01 Aug Stories From the Stacks: Opening Up a Shell
A regular series about the museum’s motoring memorabilia and behind-the-scenes activities, compiled and written by FMM’s Assistant Curator Sian Theron. This month, Sian opens up a Shell…
Advertising has been around for a long time, with the oldest known example going back some 3 000 years ago in Thebes, Egypt. Modern advertising as we know it today started around the same time as the introduction of the printing press during the 16th and 17th centuries. And when it comes to motoring, advertising has always played a role, be it in the selling of cars or promoting the various materials and items that help to make an automobile run.
In the latter vein, the museum is fortunate to have a number of Shell advertising items dating back to the 1930s in its collection of memorabilia. They are large, black-and-white poster boards that have a uniquely South African flair to them in the use of colloquial Afrikaans rhymes and songs. Lyrics to Jan Pierrewiet and Ver in die Wereld Kittie have been changed to incorporate the idea of travel and motoring, with the use of Shell being the common denominator in a successful trip.

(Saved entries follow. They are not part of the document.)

//! Shared data types for pty-core.

use serde::{Deserialize, Serialize};
use std::fmt;
use uuid::Uuid;

// ---------------------------------------------------------------------------
// SessionId
// ---------------------------------------------------------------------------

/// Opaque identifier for a PTY session: 12 lowercase hex characters, unique
/// within the process lifetime.
#[derive(Debug, Clone, PartialEq, Eq, Hash, Serialize, Deserialize)]
pub struct SessionId(pub String);

impl SessionId {
    /// Generate a fresh ID from a cryptographic source. UUIDv4 already draws
    /// from the OS CSPRNG; truncating its hex form to 12 characters keeps
    /// that property while matching the width spec.
    pub fn new() -> Self {
        let hex = Uuid::new_v4().simple().to_string();
        Self(hex[..12].to_string())
    }

    pub fn as_str(&self) -> &str {
        &self.0
    }
}

impl Default for SessionId {
    fn default() -> Self {
        Self::new()
    }
}

impl fmt::Display for SessionId {
    fn fmt(&self, f: &mut fmt::Formatter<'_>) -> fmt::Result {
        write!(f, "{}", self.0)
    }
}

impl From<String> for SessionId {
    fn from(s: String) -> Self {
        Self(s)
    }
}

impl From<&str> for SessionId {
    fn from(s: &str) -> Self {
        Self(s.to_string())
    }
}

// ---------------------------------------------------------------------------
// SessionStatus
// ---------------------------------------------------------------------------

/// Lifecycle state of a session. Transitions are monotonic:
/// `Starting -> Running -> Stopping -> Stopped`; `Stopped` is terminal.
#[derive(Debug, Clone, Copy, PartialEq, Eq, Serialize, Deserialize)]
#[serde(rename_all = "snake_case")]
pub enum SessionStatus {
    Starting,
    Running,
    Stopping,
    Stopped,
}

impl fmt::Display for SessionStatus {
    fn fmt(&self, f: &mut fmt::Formatter<'_>) -> fmt::Result {
        let s = match self {
            SessionStatus::Starting => "starting",
            SessionStatus::Running => "running",
            SessionStatus::Stopping => "stopping",
            SessionStatus::Stopped => "stopped",
        };
        write!(f, "{s}")
    }
}

// ---------------------------------------------------------------------------
// SessionConfig
// ---------------------------------------------------------------------------

/// Immutable-once-started configuration for a single session.
///
/// Accepted as a loosely-typed JSON argument map by a façade and converted
/// with `serde_json::from_value`; missing fields fall back to the defaults
/// below via `#[serde(default = ...)]`.
#[derive(Debug, Clone, Serialize, Deserialize)]
pub struct SessionConfig {
    /// Absolute or PATH-resolvable executable. Defaults to `$SHELL`, falling
    /// back to `/bin/bash`, when omitted.
    #[serde(default)]
    pub command: Option<String>,

    /// Ordered argument list. When empty and `command` contains whitespace,
    /// the command string is POSIX shell-word split: the first token becomes
    /// `command`, the rest become `args` (see `resolve_command`).
    #[serde(default)]
    pub args: Vec<String>,

    /// Working directory for the child process. Defaults to the manager
    /// process's own cwd.
    #[serde(default)]
    pub cwd: Option<String>,

    #[serde(default = "default_idle_timeout_seconds")]
    pub idle_timeout_seconds: u64,

    #[serde(default = "default_buffer_lines")]
    pub buffer_lines: usize,

    #[serde(default = "default_sentinel_template")]
    pub sentinel_template: String,
}

pub fn default_idle_timeout_seconds() -> u64 {
    86_400
}

pub fn default_buffer_lines() -> usize {
    1_000
}

pub fn default_sentinel_template() -> String {
    "echo {sentinel}".to_string()
}

impl Default for SessionConfig {
    fn default() -> Self {
        Self {
            command: None,
            args: Vec::new(),
            cwd: None,
            idle_timeout_seconds: default_idle_timeout_seconds(),
            buffer_lines: default_buffer_lines(),
            sentinel_template: default_sentinel_template(),
        }
    }
}

impl SessionConfig {
    /// Resolve the executable and its argument list, applying the
    /// whitespace-splitting rule when `args` is empty and `command`
    /// contains more than one shell word.
    ///
    /// Falls back to `$SHELL`, then `/bin/bash`, when `command` is unset.
    pub fn resolve_command(&self) -> crate::error::Result<(String, Vec<String>)> {
        let command = self
            .command
            .clone()
            .or_else(|| std::env::var("SHELL").ok())
            .unwrap_or_else(|| "/bin/bash".to_string());

        if !self.args.is_empty() {
            return Ok((command, self.args.clone()));
        }

        if command.chars().any(|c| c.is_whitespace()) {
            let mut tokens = shell_words::split(&command)
                .map_err(|e| crate::error::CoreError::InvalidConfig(format!("unparseable command: {e}")))?;
            if tokens.is_empty() {
                return Err(crate::error::CoreError::InvalidConfig(
                    "command resolves to an empty token list".to_string(),
                ));
            }
            let bin = tokens.remove(0);
            return Ok((bin, tokens));
        }

        Ok((command, Vec::new()))
    }
}

/// Validate that `template` contains the literal substring `{sentinel}`
/// exactly once.
pub fn validate_sentinel_template(template: &str) -> crate::error::Result<()> {
    let count = template.matches("{sentinel}").count();
    match count {
        1 => Ok(()),
        0 => Err(crate::error::CoreError::InvalidSentinel(
            "template must contain the literal substring `{sentinel}`".to_string(),
        )),
        _ => Err(crate::error::CoreError::InvalidSentinel(
            "template must contain `{sentinel}` exactly once".to_string(),
        )),
    }
}

// ---------------------------------------------------------------------------
// RunCommandOutcome
// ---------------------------------------------------------------------------

/// Result of `PtySession::run_command`.
#[derive(Debug, Clone, Serialize, Deserialize)]
pub struct RunCommandOutcome {
    /// Output accumulated since the command was submitted, with the
    /// submitted text, the formatted sentinel command, and the bare
    /// sentinel token filtered out.
    pub output: String,
    /// `true` if the deadline elapsed before the sentinel was observed.
    /// `output` still contains whatever accumulated up to that point.
    pub timed_out: bool,
}

// ---------------------------------------------------------------------------
// SessionInfo
// ---------------------------------------------------------------------------

/// Snapshot of a session — returned by `SessionManager::list`.
#[derive(Debug, Clone, Serialize, Deserialize)]
pub struct SessionInfo {
    pub id: SessionId,
    pub command: String,
    pub status: SessionStatus,
    pub seconds_since_last_activity: u64,
    pub buffer_lines: usize,
}

#[cfg(test)]
mod tests {
    use super::*;

    #[test]
    fn session_id_is_twelve_hex_chars() {
        let id = SessionId::new();
        assert_eq!(id.as_str().len(), 12);
        assert!(id.as_str().chars().all(|c| c.is_ascii_hexdigit()));
    }

    #[test]
    fn session_ids_are_unique() {
        let a = SessionId::new();
        let b = SessionId::new();
        assert_ne!(a, b);
    }

    #[test]
    fn resolve_command_splits_whitespace_when_args_empty() {
        let cfg = SessionConfig {
            command: Some("sh -c echo".to_string()),
            ..Default::default()
        };
        let (bin, args) = cfg.resolve_command().unwrap();
        assert_eq!(bin, "sh");
        assert_eq!(args, vec!["-c".to_string(), "echo".to_string()]);
    }

    #[test]
    fn resolve_command_respects_explicit_args() {
        let cfg = SessionConfig {
            command: Some("sh -c echo".to_string()),
            args: vec!["explicit".to_string()],
            ..Default::default()
        };
        let (bin, args) = cfg.resolve_command().unwrap();
        assert_eq!(bin, "sh -c echo");
        assert_eq!(args, vec!["explicit".to_string()]);
    }

    #[test]
    fn resolve_command_handles_quoted_whitespace() {
        let cfg = SessionConfig {
            command: Some(r#"sh -c "echo hi""#.to_string()),
            ..Default::default()
        };
        let (bin, args) = cfg.resolve_command().unwrap();
        assert_eq!(bin, "sh");
        assert_eq!(args, vec!["-c".to_string(), "echo hi".to_string()]);
    }

    #[test]
    fn sentinel_template_requires_placeholder() {
        assert!(validate_sentinel_template("echo {sentinel}").is_ok());
        assert!(validate_sentinel_template("echo hi").is_err());
    }

    #[test]
    fn sentinel_template_rejects_duplicate_placeholder() {
        assert!(validate_sentinel_template("echo {sentinel}{sentinel}").is_err());
    }
}
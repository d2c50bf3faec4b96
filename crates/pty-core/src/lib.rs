//! pty-core — PTY session management with sentinel-based command completion
//! detection.
//!
//! Provides a `SessionManager` that opens and multiplexes PTY-backed child
//! processes (`PtySession`), each with its own bounded scrollback buffer,
//! optional log mirror, and idle-timeout watchdog. Output is sanitised as
//! it streams off the PTY: ANSI/control sequences are stripped, carriage
//! returns collapse progress-bar-style overwrites, and line endings are
//! normalised.
//!
//! # Quick start
//!
//! ```rust,no_run
//! use pty_core::manager::SessionManager;
//! use pty_core::types::SessionConfig;
//! use std::time::Duration;
//!
//! #[tokio::main]
//! async fn main() {
//!     let mgr = SessionManager::new(16, None);
//!     let id = mgr.create(SessionConfig::default()).await.unwrap();
//!     let session = mgr.get(&id).await.unwrap();
//!     let outcome = session.run_command("echo hello", Duration::from_secs(5)).await.unwrap();
//!     println!("{}", outcome.output);
//! }
//! ```

pub mod buffer;
pub mod error;
pub mod log_writer;
pub mod manager;
pub mod sanitizer;
pub mod session;
pub mod types;

pub use error::{CoreError, Result};
pub use manager::SessionManager;
pub use session::PtySession;
pub use types::{RunCommandOutcome, SessionConfig, SessionId, SessionInfo, SessionStatus};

The South African campaign used images that portrayed journeys and travel as its selling point. In researching these items, I discovered that some of the cartoon artworks had been ‘borrowed’ from British advertising campaigns of the late-’20s and early-’30s, with the Janus type image “By Gad Sir! That’s Shell that was!” being taken from renowned cartoonist John Reynolds.
Although I was unable to find much more on the South African campaign, what I found interesting is the decidedly different route Shell’s British advertising took during the 1930s. From the 1920s, motoring was getting a bad name for destroying the local landscape, particularly with billboards. As a result, Shell, through the direction of Jack Beddington, their publicity manager at the time, created an entirely different form of advertising. Starting by removing all offending billboards, all subsequent advertising during the 1930s took on a fine art element where Beddington commissioned many of Britain’s top artists to create landscape drawings and paintings that became the new format of advertising. The new advertising was not posted on billboards, but rather attached to the delivery vans, thereby creating mobile advertising.
Where before advertising focussed entirely on the product sold, now it was using the beauty of Britain to encourage the buying of a product that wasn’t even made visible, except by name. In essence, the era saw the beginning of brand building. Shell worked hard to associate its name with positive imagery, the use of countryside landscapes additionally positioning Shell as a so-called ‘champion of nature’.
Ironically, by encouraging motorists to visit the countryside, Shell was promoting exactly what the nature lovers were against. But despite this approach, these early advertising campaigns were highly successful, and saw the birth of corporate patronage of the fine arts.
The Shell adverts at FMM are decidedly old and quite fragile, so are not yet on display, although full conservation is planned for them in due course.